Ultra vires losses occur when a corporation participates in an activity that exceeds the scope stated in its certificate of formation. In this case, shareholders can seek injunction and responsible managers are liable to the corporation for ultra vires losses.
How long will a corporation exist if no period of duration is included in the certificate of formation?
If no period of duration is listed, then corporation presumed to exist for perpetual duration.
What happens after a certificate of formation is filed with the SOS?
A de jure corporation is formed (even if errors in COF). Then corporation holds an organizational meeting (after 3 days notice) to (1) select officers, (2) adopt bylaws, and (3) transact other company business.
What is the legal significance of formation?
- (1) Texas law governs affairs of corporation.
- (2) Corporation is a separate legal person who can sue and must pay taxes (unless it’s an S corporation with <100 U.S. shareholders and only one class of stock not publicly traded).
- (3) Liability rests with the corporation itself (shareholders have limited liability and only pay for their stock; not for business obligations).
What is a S corporation?
- (1) <100 shareholders
- (2) All U.S. citizens/residents
- (3) Only one class of stock
- (4) Not publicly traded
What happens if the proprietors fail to form a de jure corporation?
The shareholders will be liable for what the business does (i.e. it’s a partnership) unless (1) the de facto corporation doctrine applies or (2) the corporation by estoppel doctrine applies.
What is the de facto corporation doctrine?
- Relieves shareholders of personal liability (except in an action by the state) due to a failure to form a de jure corporation if:
- (1) unaware of failure to form de jure corp
- (2) parties made good faith effort to comply with TBOC
- (3) parties made some exercise of corporate privileges
- (4) Caveat: May be abolished in Texas
What is corporation by estoppel?
- Relieves shareholders of personal liability due to a failure to form a de jure corporation if:
- (1) unaware of failure to form de jure corp
- (2) one who treats a business as a corp may be estopped from denying the business’s corporation status
- (3) may also be used to prevent company from avoiding obligations by saying they lacked valid formation
- (4) applies in contract (not tort) cases
- (5) Caveat: May be abolished in Texas
Must a corporation have bylaws, and if so, what must corporate bylaws include and where must they be filed?
- --Must have bylaws unless a close corp.
- --TBOS doesn’t require any particular content for bylaws (but they generally lay out responsibilities, set regular meetings times, etc).
- --Bylaws don’t need to be filed with SOS; they are internal documents
How are bylaws created and revised?
Board adopts bylaws at the original meeting.
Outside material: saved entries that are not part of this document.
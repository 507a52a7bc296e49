//! Hermetic environment for the codec build.
//!
//! Overlays are applied to a copy of the inherited environment; the parent
//! process environment is never touched.

use std::collections::BTreeMap;
use std::path::{Path, PathBuf};

use tracing::{debug, warn};

use crate::consts::{CROSSCOMPILE_ENV, CYGWIN_PYTHON, GYP_PYLIB, MSVS_VERSION, MSVS_VERSION_ENV, PYTHONPATH_ENV};
use crate::platform::{HostOs, Platform, PlatformKey, TargetArch};

/// Environment variables as a sorted key/value map.
pub type EnvMap = BTreeMap<String, String>;

/// Snapshot the current process environment.
///
/// Variables whose name or value is not valid UTF-8 are dropped with a
/// warning; hermetic stages will not see them.
pub fn capture_env() -> EnvMap {
  let mut env = EnvMap::new();
  for (name, value) in std::env::vars_os() {
    match (name.into_string(), value.into_string()) {
      (Ok(name), Ok(value)) => {
        env.insert(name, value);
      }
      (Ok(name), Err(_)) => warn!(name = %name, "dropping environment variable with non-UTF-8 value"),
      (Err(name), _) => warn!(name = %name.to_string_lossy(), "dropping environment variable with non-UTF-8 name"),
    }
  }
  env
}

/// Look up `name` the way `host` resolves variable names.
///
/// Native Windows matches names without regard to ASCII case.
pub fn lookup<'m>(env: &'m EnvMap, host: HostOs, name: &str) -> Option<&'m String> {
  if host.env_names_ignore_case() {
    env
      .iter()
      .find(|(key, _)| key.eq_ignore_ascii_case(name))
      .map(|(_, value)| value)
  } else {
    env.get(name)
  }
}

/// Set `name`, replacing an existing variable that `host` considers the same
/// name. The existing spelling of the key is kept.
pub fn set_var(env: &mut EnvMap, host: HostOs, name: &str, value: String) {
  let existing = host
    .env_names_ignore_case()
    .then(|| env.keys().find(|key| key.eq_ignore_ascii_case(name)).cloned())
    .flatten();
  env.insert(existing.unwrap_or_else(|| name.to_string()), value);
}

/// The environment and interpreter used to run the codec build.
#[derive(Debug, Clone, PartialEq, Eq)]
pub struct BuildEnvironment {
  pub vars: EnvMap,
  /// Executable that runs the gyp generator script.
  pub interpreter: PathBuf,
}

/// Derives a [`BuildEnvironment`] per platform/arch combination.
#[derive(Debug, Clone)]
pub struct EnvironmentBuilder<'a> {
  source_root: &'a Path,
  interpreter: &'a Path,
}

impl<'a> EnvironmentBuilder<'a> {
  /// `interpreter` is the ambient script interpreter; it is replaced only
  /// where the host cannot run the generator with it.
  pub fn new(source_root: &'a Path, interpreter: &'a Path) -> Self {
    Self {
      source_root,
      interpreter,
    }
  }

  pub fn build(&self, platform: &Platform, host_arch: &TargetArch, base: &EnvMap) -> BuildEnvironment {
    let host = platform.host;
    let mut vars = base.clone();

    match platform.key {
      PlatformKey::Linux if platform.arch != *host_arch => {
        set_var(&mut vars, host, CROSSCOMPILE_ENV, "1".to_string());
      }
      PlatformKey::Windows => {
        set_var(&mut vars, host, MSVS_VERSION_ENV, MSVS_VERSION.to_string());
      }
      PlatformKey::Linux | PlatformKey::MacOs => {}
    }

    // The bundled gyp pylib must win over any system-wide gyp install.
    let pylib = self.source_root.join(GYP_PYLIB).to_string_lossy().into_owned();
    let python_path = match lookup(base, host, PYTHONPATH_ENV).filter(|p| !p.is_empty()) {
      Some(inherited) => format!("{pylib}{}{inherited}", host.path_list_separator()),
      None => pylib,
    };
    set_var(&mut vars, host, PYTHONPATH_ENV, python_path);

    let interpreter = match host {
      // Cygwin's python cannot run gyp_main.py correctly.
      HostOs::Cygwin => self.source_root.join(CYGWIN_PYTHON),
      HostOs::Linux | HostOs::MacOs | HostOs::Windows => self.interpreter.to_path_buf(),
    };

    debug!(
      platform = %platform,
      interpreter = %interpreter.display(),
      pythonpath = ?lookup(&vars, host, PYTHONPATH_ENV),
      "derived build environment"
    );

    BuildEnvironment { vars, interpreter }
  }
}

#[cfg(test)]
mod tests {
  use super::*;
  use serial_test::serial;
  use tracing_test::traced_test;

  fn platform(host: HostOs, arch: &str) -> Platform {
    Platform {
      host,
      key: host.platform_key(),
      arch: TargetArch::new(arch).unwrap(),
    }
  }

  fn base_env() -> EnvMap {
    let mut env = EnvMap::new();
    env.insert("PYTHONPATH".to_string(), "/usr/lib/python-site".to_string());
    env.insert("HOME".to_string(), "/home/builder".to_string());
    env
  }

  fn builder() -> EnvironmentBuilder<'static> {
    EnvironmentBuilder::new(Path::new("/src"), Path::new("python"))
  }

  #[test]
  fn linux_cross_compile_sets_marker() {
    let env = builder().build(&platform(HostOs::Linux, "arm64"), &TargetArch::x64(), &base_env());
    assert_eq!(env.vars.get(CROSSCOMPILE_ENV).map(String::as_str), Some("1"));
    assert!(!env.vars.contains_key(MSVS_VERSION_ENV));
  }

  #[test]
  fn linux_native_build_has_no_marker() {
    let env = builder().build(&platform(HostOs::Linux, "x64"), &TargetArch::x64(), &base_env());
    assert!(!env.vars.contains_key(CROSSCOMPILE_ENV));
  }

  #[test]
  fn windows_pins_msvs_version() {
    let env = builder().build(&platform(HostOs::Windows, "ia32"), &TargetArch::x64(), &base_env());
    assert_eq!(env.vars.get(MSVS_VERSION_ENV).map(String::as_str), Some(MSVS_VERSION));
    // arch mismatch alone never marks a non-linux build as cross
    assert!(!env.vars.contains_key(CROSSCOMPILE_ENV));
  }

  #[test]
  fn macos_gets_neither_marker() {
    let env = builder().build(&platform(HostOs::MacOs, "arm64"), &TargetArch::x64(), &base_env());
    assert!(!env.vars.contains_key(CROSSCOMPILE_ENV));
    assert!(!env.vars.contains_key(MSVS_VERSION_ENV));
  }

  #[test]
  fn pylib_is_prepended_and_inherited_path_kept() {
    for host in [HostOs::Linux, HostOs::MacOs, HostOs::Windows, HostOs::Cygwin] {
      let env = builder().build(&platform(host, "x64"), &TargetArch::x64(), &base_env());
      let value = &env.vars[PYTHONPATH_ENV];
      let pylib = Path::new("/src").join(GYP_PYLIB).to_string_lossy().into_owned();
      let expected = format!("{pylib}{}/usr/lib/python-site", host.path_list_separator());
      assert_eq!(value, &expected, "host {host}");
    }
  }

  #[test]
  fn missing_pythonpath_yields_only_pylib() {
    let env = builder().build(&platform(HostOs::Linux, "x64"), &TargetArch::x64(), &EnvMap::new());
    assert_eq!(
      env.vars[PYTHONPATH_ENV],
      Path::new("/src").join(GYP_PYLIB).to_string_lossy()
    );
  }

  #[test]
  fn base_env_is_not_mutated() {
    let base = base_env();
    let before = base.clone();
    let env = builder().build(&platform(HostOs::Linux, "arm"), &TargetArch::x64(), &base);
    assert_eq!(base, before);
    assert_eq!(env.vars.get("HOME"), before.get("HOME"));
  }

  #[test]
  fn cygwin_forces_pinned_interpreter() {
    let env = builder().build(&platform(HostOs::Cygwin, "x64"), &TargetArch::x64(), &base_env());
    assert_eq!(env.interpreter, Path::new("/src").join(CYGWIN_PYTHON));

    let env = builder().build(&platform(HostOs::Windows, "x64"), &TargetArch::x64(), &base_env());
    assert_eq!(env.interpreter, PathBuf::from("python"));
  }

  #[test]
  fn windows_prepends_to_inherited_path_of_any_case() {
    let mut base = EnvMap::new();
    base.insert("PythonPath".to_string(), r"C:\sys\gyp".to_string());

    let env = builder().build(&platform(HostOs::Windows, "x64"), &TargetArch::x64(), &base);

    let matching: Vec<_> = env
      .vars
      .keys()
      .filter(|k| k.eq_ignore_ascii_case(PYTHONPATH_ENV))
      .collect();
    assert_eq!(matching, vec!["PythonPath"]);

    let pylib = Path::new("/src").join(GYP_PYLIB).to_string_lossy().into_owned();
    assert_eq!(env.vars["PythonPath"], format!(r"{pylib};C:\sys\gyp"));
  }

  #[test]
  fn windows_replaces_msvs_pin_of_any_case() {
    let mut base = EnvMap::new();
    base.insert("gyp_msvs_version".to_string(), "2013".to_string());

    let env = builder().build(&platform(HostOs::Windows, "ia32"), &TargetArch::x64(), &base);

    assert_eq!(env.vars.get("gyp_msvs_version").map(String::as_str), Some(MSVS_VERSION));
    assert!(!env.vars.contains_key(MSVS_VERSION_ENV));
  }

  #[test]
  fn posix_hosts_keep_names_case_sensitive() {
    let mut base = EnvMap::new();
    base.insert("PythonPath".to_string(), "/elsewhere".to_string());

    let env = builder().build(&platform(HostOs::Linux, "x64"), &TargetArch::x64(), &base);

    assert_eq!(env.vars["PythonPath"], "/elsewhere");
    assert_eq!(
      env.vars[PYTHONPATH_ENV],
      Path::new("/src").join(GYP_PYLIB).to_string_lossy()
    );
  }

  #[test]
  fn lookup_ignores_case_only_on_windows() {
    let mut env = EnvMap::new();
    env.insert("Platform".to_string(), "x64".to_string());

    assert_eq!(lookup(&env, HostOs::Windows, "PLATFORM").map(String::as_str), Some("x64"));
    assert_eq!(lookup(&env, HostOs::Linux, "PLATFORM"), None);
    assert_eq!(lookup(&env, HostOs::Cygwin, "PLATFORM"), None);
  }

  #[test]
  #[serial]
  fn capture_env_sees_process_vars() {
    temp_env::with_var("TOFINO_CAPTURE_TEST", Some("yes"), || {
      assert_eq!(capture_env().get("TOFINO_CAPTURE_TEST").map(String::as_str), Some("yes"));
    });
  }

  #[test]
  #[serial]
  #[cfg(unix)]
  #[traced_test]
  fn capture_env_warns_on_non_utf8_values() {
    use std::ffi::OsStr;
    use std::os::unix::ffi::OsStrExt;

    temp_env::with_var("TOFINO_NON_UTF8", Some(OsStr::from_bytes(b"\xff\xfe")), || {
      assert!(!capture_env().contains_key("TOFINO_NON_UTF8"));
    });
    assert!(logs_contain("TOFINO_NON_UTF8"));
  }
}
Directors or shareholders can repeal or amend or adopt new bylaws.
What controls between the COF and bylaws?
COF except bylaws can still set number of directors.
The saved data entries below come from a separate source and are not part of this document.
//! Single-attempt transfer backends.

use std::future::Future;
use std::path::{Path, PathBuf};

use reqwest::StatusCode;
use reqwest::header::{CONTENT_RANGE, HeaderMap, RANGE};
use thiserror::Error;
use tokio::fs::{File, OpenOptions};
use tokio::io::AsyncWriteExt;
use tokio::process::Command;
use tracing::debug;

use super::AttemptMode;

#[derive(Debug, Error)]
pub enum TransferError {
  #[error("request to {url} failed: {message}")]
  Request { url: String, message: String },

  #[error("HTTP {status} from {url}")]
  Status { url: String, status: u16 },

  /// A partial response that does not continue where the file on disk ends.
  #[error("{url} answered a resume at byte {expected} with range start {got:?}")]
  RangeMismatch { url: String, expected: u64, got: Option<u64> },

  /// The transfer tool exited unsuccessfully.
  #[error("transfer tool exited with code {code:?}")]
  Exit { code: Option<i32> },

  #[error("io error: {0}")]
  Io(#[from] std::io::Error),
}

/// Moves one remote file to a local path in a single attempt.
pub trait Transfer {
  fn transfer(&self, url: &str, dest: &Path, mode: AttemptMode) -> impl Future<Output = Result<(), TransferError>> + Send;
}

/// Native HTTP(S) transfer with byte-range resume.
#[derive(Debug, Clone, Default)]
pub struct HttpTransfer {
  client: reqwest::Client,
}

impl HttpTransfer {
  pub fn new() -> Self {
    Self::default()
  }
}

impl Transfer for HttpTransfer {
  async fn transfer(&self, url: &str, dest: &Path, mode: AttemptMode) -> Result<(), TransferError> {
    let offset = match mode {
      AttemptMode::Fresh => 0,
      AttemptMode::Resume => tokio::fs::metadata(dest).await.map(|m| m.len()).unwrap_or(0),
    };

    let mut request = self.client.get(url);
    if offset > 0 {
      request = request.header(RANGE, format!("bytes={offset}-"));
    }

    let request_err = |e: reqwest::Error| TransferError::Request {
      url: url.to_string(),
      message: e.to_string(),
    };

    let mut response = request.send().await.map_err(request_err)?;
    let status = response.status();

    // The server has nothing past our offset: the file is already whole.
    if offset > 0 && status == StatusCode::RANGE_NOT_SATISFIABLE {
      debug!(path = %dest.display(), offset, "file already complete");
      return Ok(());
    }

    if !status.is_success() {
      return Err(TransferError::Status {
        url: url.to_string(),
        status: status.as_u16(),
      });
    }

    let mut file = if offset > 0 && status == StatusCode::PARTIAL_CONTENT {
      match content_range_start(response.headers()) {
        Some(start) if start == offset => {
          debug!(path = %dest.display(), offset, "resuming download");
          OpenOptions::new().append(true).open(dest).await?
        }
        Some(0) => {
          debug!(path = %dest.display(), offset, "server restarted range at zero, rewriting");
          File::create(dest).await?
        }
        got => {
          return Err(TransferError::RangeMismatch {
            url: url.to_string(),
            expected: offset,
            got,
          });
        }
      }
    } else {
      File::create(dest).await?
    };

    while let Some(chunk) = response.chunk().await.map_err(request_err)? {
      file.write_all(&chunk).await?;
    }
    file.flush().await?;

    Ok(())
  }
}

/// First byte position of a `Content-Range: bytes <start>-<end>/<len>` header.
fn content_range_start(headers: &HeaderMap) -> Option<u64> {
  let value = headers.get(CONTENT_RANGE)?.to_str().ok()?;
  let range = value.trim().strip_prefix("bytes ")?;
  range.split('-').next()?.trim().parse().ok()
}

/// Transfer delegated to a `curl` binary.
#[derive(Debug, Clone)]
pub struct CurlTransfer {
  program: PathBuf,
}

impl Default for CurlTransfer {
  fn default() -> Self {
    Self {
      program: PathBuf::from("curl"),
    }
  }
}

impl CurlTransfer {
  pub fn new(program: impl Into<PathBuf>) -> Self {
    Self {
      program: program.into(),
    }
  }
}

/// Arguments for one curl attempt. Resume attempts add `-C -`.
pub fn curl_args(url: &str, dest: &Path, mode: AttemptMode) -> Vec<String> {
  let mut args = vec![
    "-f".to_string(),
    "-L".to_string(),
    "-sS".to_string(),
    "-o".to_string(),
    dest.to_string_lossy().into_owned(),
  ];
  if mode == AttemptMode::Resume {
    args.push("-C".to_string());
    args.push("-".to_string());
  }
  args.push(url.to_string());
  args
}

impl Transfer for CurlTransfer {
  async fn transfer(&self, url: &str, dest: &Path, mode: AttemptMode) -> Result<(), TransferError> {
    let args = curl_args(url, dest, mode);
    debug!(program = %self.program.display(), args = ?args, "spawning transfer");

    let status = Command::new(&self.program).args(&args).status().await?;
    if status.success() {
      Ok(())
    } else {
      Err(TransferError::Exit { code: status.code() })
    }
  }
}

/// Runtime-selected transfer backend.
#[derive(Debug, Clone)]
pub enum TransferBackend {
  Http(HttpTransfer),
  Curl(CurlTransfer),
}

impl Transfer for TransferBackend {
  async fn transfer(&self, url: &str, dest: &Path, mode: AttemptMode) -> Result<(), TransferError> {
    match self {
      TransferBackend::Http(http) => http.transfer(url, dest, mode).await,
      TransferBackend::Curl(curl) => curl.transfer(url, dest, mode).await,
    }
  }
}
Is a corporation liable for contracts entered into prior to the formation of the corporation?
Corp not liable until it adopts the contract by (1) express board action, or (2) implied (corp accepts benefits of contract)
What is a promoter?
Promoter is the person acting on behalf of a corporation that has not yet been formed. If this person enters into a contract on behalf of the non-existent corp, then they are liable unless (1) the contract says otherwise, or (2) novation agreement between promoter, corp, and 3rd party.
What is a foreign corporation?
Anything outside Texas; transacting business (intrastate transactions on a reoccurring basis, not sporadic); to qualify, must get a certificate of authority from SOS.
What is the consequence of a foreign corporation who failed to qualify and is found doing business in Texas?
- (1) civil fine
- (2) corp can’t sue in Texas on a claim arising from any business done in Texas
- (3) Corp can be sued
What is issuance of stock and what purpose does it serve?
Issuance occurs only when a corporation sells its own stock. This is a way for the corporation to raise capital.
What is subscription?
- Written, signed offers to buy stock from corporation.
- --Pre-incorporation subscriptions are irrevocable for 6 months
- --Post-incorporation subscriptions are revocable until acceptance by the corporation
- --When a Board accepts offer and corp notifies the subscriber in writing, corp and subscriber become obligated.
- --When subscriber pays for stock he comes a shareholder
When are shares considered “issued”?
Once full payment is received.
What type of consideration must be given for shares?
Shares may be issued in exchange for any benefit (tangible or intangible, past or present) to the corp.
What amount of consideration must be given for shares?
- Par – Minimum issuance price set in COF; can always go over par but not under
- No Par – No minimum issuance price (board can set any price)
What is treasury stock?
Stock that was previously issued and has been reacquired by corp; its status is authorized and issued, but not outstanding; always treated as no par.
What is watered stock?
Par stock issued for less than par value
Who is liable for watered stock?
- (1) Directors if the knowingly issued it
- (2) Guy who bought it
- (3) If 3rd party involved (i.e. purchaser transferred it), not liable if had no knowledge of the watered stock
What are pre-emptive rights?
Rights of an existing shareholder to maintain her percentage of ownership by buying stock whenever there is (1) a new issuance of stock for money (cash or cash equivalent, BUT NOT for property) after 6 months of formation or (2) a sale of treasury stock after 6 months of formation
What gives a shareholder pre-emptive rights?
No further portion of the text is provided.